Acá va una verdad incómoda: creer que estás siendo receptivo no significa que realmente lo estés siendo.
La brecha invisible
La mayoría de los consejos sobre resolución de conflictos se centra en la mentalidad. “Sé empático.” “Mantenete curioso.” “Ponete en el lugar del otro.” Estas no son malas sugerencias, simplemente son incompletas.
¿El problema? Las demás personas no pueden leer tu mente. Solo pueden responder a lo que realmente decís y hacés.
Investigaciones recientes con más de mil profesionales revelaron algo llamativo: cuando a las personas simplemente se les decía que “consideren la perspectiva del otro”, el impacto era mínimo. Pero cuando recibían orientación específica sobre qué palabras y frases usar, la diferencia era notable. Sus interlocutores los percibían como más objetivos, inteligentes y confiables.
Dos brechas críticas
En realidad, hay dos fallas ocurriendo al mismo tiempo:
- La brecha intención-comportamiento: incluso cuando realmente queremos ser abiertos, muchas veces no logramos ejecutarlo. En el calor del desacuerdo, nuestras mejores intenciones se desmoronan. Las personas en los estudios coincidieron ampliamente en que expresar curiosidad era valioso, pero luego fallaron inmediatamente en hacerlo cuando escribían a alguien con quien no estaban de acuerdo.
- La brecha comportamiento-percepción: incluso cuando creemos que estamos comunicando apertura, no se percibe de esa manera. Preguntas como “¿Cómo podés creer eso?” pueden sentirse curiosas para nosotros, pero sonar sarcásticas para los demás. Lo que intentamos y lo que los otros perciben suelen ser cosas completamente distintas.
La solución del lenguaje
¿La buena noticia? A diferencia de los pensamientos y las emociones, el lenguaje es concreto, observable y entrenable.
Esto es lo que realmente funciona:
- Señala curiosidad de forma explícita: No asumas que la gente sabe que estás interesado. Decilo: “Me da curiosidad cómo estás pensando esto”. Es simple, pero poderoso.
- Reconocé lo que escuchaste: Incluso si no estás de acuerdo en absoluto, mostrale a la otra persona que recibiste su mensaje: “Te escucho: el equipo ha estado trabajando muchas horas en este cliente exigente. Por eso sigo pensando que no podemos sumar más personal…”
- Encontra el punto en común: Siempre hay algo compartido: objetivos, valores, restricciones. Hacelo explícito: “Ambos queremos que este proyecto tenga éxito…”

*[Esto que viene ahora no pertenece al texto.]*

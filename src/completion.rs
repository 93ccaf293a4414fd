// src/completion.rs
use async_trait::async_trait;
use log::{debug, error, info};
use reqwest::Client;
use serde::Deserialize;
use serde_json::{json, Value};
use std::time::Duration;
use thiserror::Error;

#[derive(Error, Debug)]
pub enum CompletionError {
    #[error("completion request failed: {0}")]
    Http(#[from] reqwest::Error),

    #[error("completion API returned {status}: {body}")]
    Status { status: u16, body: String },

    #[error("completion API response had no message content")]
    EmptyResponse,
}

#[derive(Debug, Clone, Copy)]
pub struct CompletionRequest<'a> {
    pub model: &'a str,
    pub prompt: &'a str,
    pub temperature: Option<f32>,
}

/// Prompt text in, free text out.
#[async_trait]
pub trait CompletionClient: Send + Sync {
    async fn complete(&self, request: CompletionRequest<'_>) -> Result<String, CompletionError>;
}

// Only the parts of the chat-completions response we read.
#[derive(Deserialize, Debug)]
struct ChatCompletionResponse {
    #[serde(default)]
    choices: Vec<ChatChoice>,
}

#[derive(Deserialize, Debug)]
struct ChatChoice {
    message: ChatMessage,
}

#[derive(Deserialize, Debug)]
struct ChatMessage {
    content: Option<String>,
}

pub struct OpenAiClient {
    client: Client,
    api_key: String,
    base_url: String,
}

impl OpenAiClient {
    pub fn new(api_key: String, base_url: String, timeout: Duration) -> Result<Self, CompletionError> {
        let client = Client::builder().timeout(timeout).build()?;
        info!("🧠 Completion client ready: {} (timeout {:?})", base_url, timeout);
        Ok(Self {
            client,
            api_key,
            base_url: base_url.trim_end_matches('/').to_string(),
        })
    }

    fn endpoint(&self) -> String {
        format!("{}/chat/completions", self.base_url)
    }
}

/// Request body; `temperature` is only sent when the prompt variant asks for one.
fn payload(request: &CompletionRequest<'_>) -> Value {
    let mut payload = json!({
        "model": request.model,
        "messages": [{ "role": "user", "content": request.prompt }],
    });
    if let Some(temperature) = request.temperature {
        payload["temperature"] = json!(temperature);
    }
    payload
}

fn into_content(response: ChatCompletionResponse) -> Result<String, CompletionError> {
    response
        .choices
        .into_iter()
        .next()
        .and_then(|choice| choice.message.content)
        .ok_or(CompletionError::EmptyResponse)
}

#[async_trait]
impl CompletionClient for OpenAiClient {
    async fn complete(&self, request: CompletionRequest<'_>) -> Result<String, CompletionError> {
        debug!("🧠 Sending prompt ({} chars) to {}", request.prompt.len(), request.model);

        let response = self
            .client
            .post(self.endpoint())
            .bearer_auth(&self.api_key)
            .json(&payload(&request))
            .send()
            .await?;

        let status = response.status();
        if !status.is_success() {
            let body = response.text().await.unwrap_or_else(|_| "Unknown error".to_string());
            error!("🧠 Completion API error {}: {}", status, body);
            return Err(CompletionError::Status {
                status: status.as_u16(),
                body,
            });
        }

        into_content(response.json().await?)
    }
}

#[cfg(test)]
mod tests {
    use super::*;

    fn request(temperature: Option<f32>) -> CompletionRequest<'static> {
        CompletionRequest {
            model: "gpt-4o",
            prompt: "Price: 100",
            temperature,
        }
    }

    #[test]
    fn test_endpoint_strips_trailing_slash() {
        let client = OpenAiClient::new(
            "sk-test".to_string(),
            "https://api.openai.com/v1/".to_string(),
            Duration::from_secs(5),
        )
        .unwrap();
        assert_eq!(client.endpoint(), "https://api.openai.com/v1/chat/completions");
    }

    #[test]
    fn test_payload_without_temperature() {
        let body = payload(&request(None));

        assert_eq!(body["model"], "gpt-4o");
        assert_eq!(body["messages"][0]["role"], "user");
        assert_eq!(body["messages"][0]["content"], "Price: 100");
        assert!(body.get("temperature").is_none());
    }

    #[test]
    fn test_payload_with_temperature() {
        let body = payload(&request(Some(0.2)));
        let temperature = body["temperature"].as_f64().unwrap();
        assert!((temperature - 0.2).abs() < 1e-6);
    }

    #[test]
    fn test_content_from_first_choice() {
        let body = r#"{"id":"x","choices":[{"index":0,"message":{"role":"assistant","content":"{\"decision\":\"stay_out\"}"}},{"index":1,"message":{"role":"assistant","content":"second"}}]}"#;
        let parsed: ChatCompletionResponse = serde_json::from_str(body).unwrap();
        assert_eq!(into_content(parsed).unwrap(), r#"{"decision":"stay_out"}"#);
    }

    #[test]
    fn test_missing_choices_or_content_is_empty_response() {
        let parsed: ChatCompletionResponse = serde_json::from_str(r#"{"choices":[]}"#).unwrap();
        assert!(matches!(into_content(parsed), Err(CompletionError::EmptyResponse)));

        let parsed: ChatCompletionResponse = serde_json::from_str(r#"{"error":{}}"#).unwrap();
        assert!(matches!(into_content(parsed), Err(CompletionError::EmptyResponse)));

        let parsed: ChatCompletionResponse =
            serde_json::from_str(r#"{"choices":[{"message":{"role":"assistant","content":null}}]}"#).unwrap();
        assert!(matches!(into_content(parsed), Err(CompletionError::EmptyResponse)));
    }
}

- Matiza tu certeza: Frases como “Desde mi punto de vista…” o “Una forma de verlo podría ser…” señalan humildad intelectual sin abandonar tu posición.
- Compartí tu historia: Tus convicciones más fuertes suelen venir de experiencias, no de datos. Compartir la historia vulnerable detrás de tu creencia genera más confianza que recitar estadísticas.
¿Por qué esto importa ahora?
En las organizaciones de hoy, el desacuerdo no es opcional: es esencial para la innovación y para evitar errores costosos. Pero a medida que el trabajo se vuelve más distribuido y la comunicación ocurre cada vez más a través de texto, email y Slack, el riesgo de malentendidos se multiplica.
La solución no es eliminar el conflicto ni forzar una armonía artificial. Es mejorar la mecánica del propio desacuerdo. Y a diferencia de cambiar cómo pensamos o sentimos, cambiar lo que decimos es algo que realmente podemos medir, practicar y mejorar.
La conclusión
Podés tener toda la empatía del mundo, pero si no se refleja en tus palabras, es como si no existiera. El desacuerdo constructivo no se trata de suprimir tus puntos de vista ni de evitar el conflicto. Se trata de expresar tu perspectiva de manera que los demás realmente puedan escucharla.
La próxima vez que vayas a entrar en una conversación difícil, no pienses solo en ser abierto. Pensá en las palabras específicas que vas a usar para demostrarlo. Ese pequeño cambio, de la intención al lenguaje, lo cambia todo.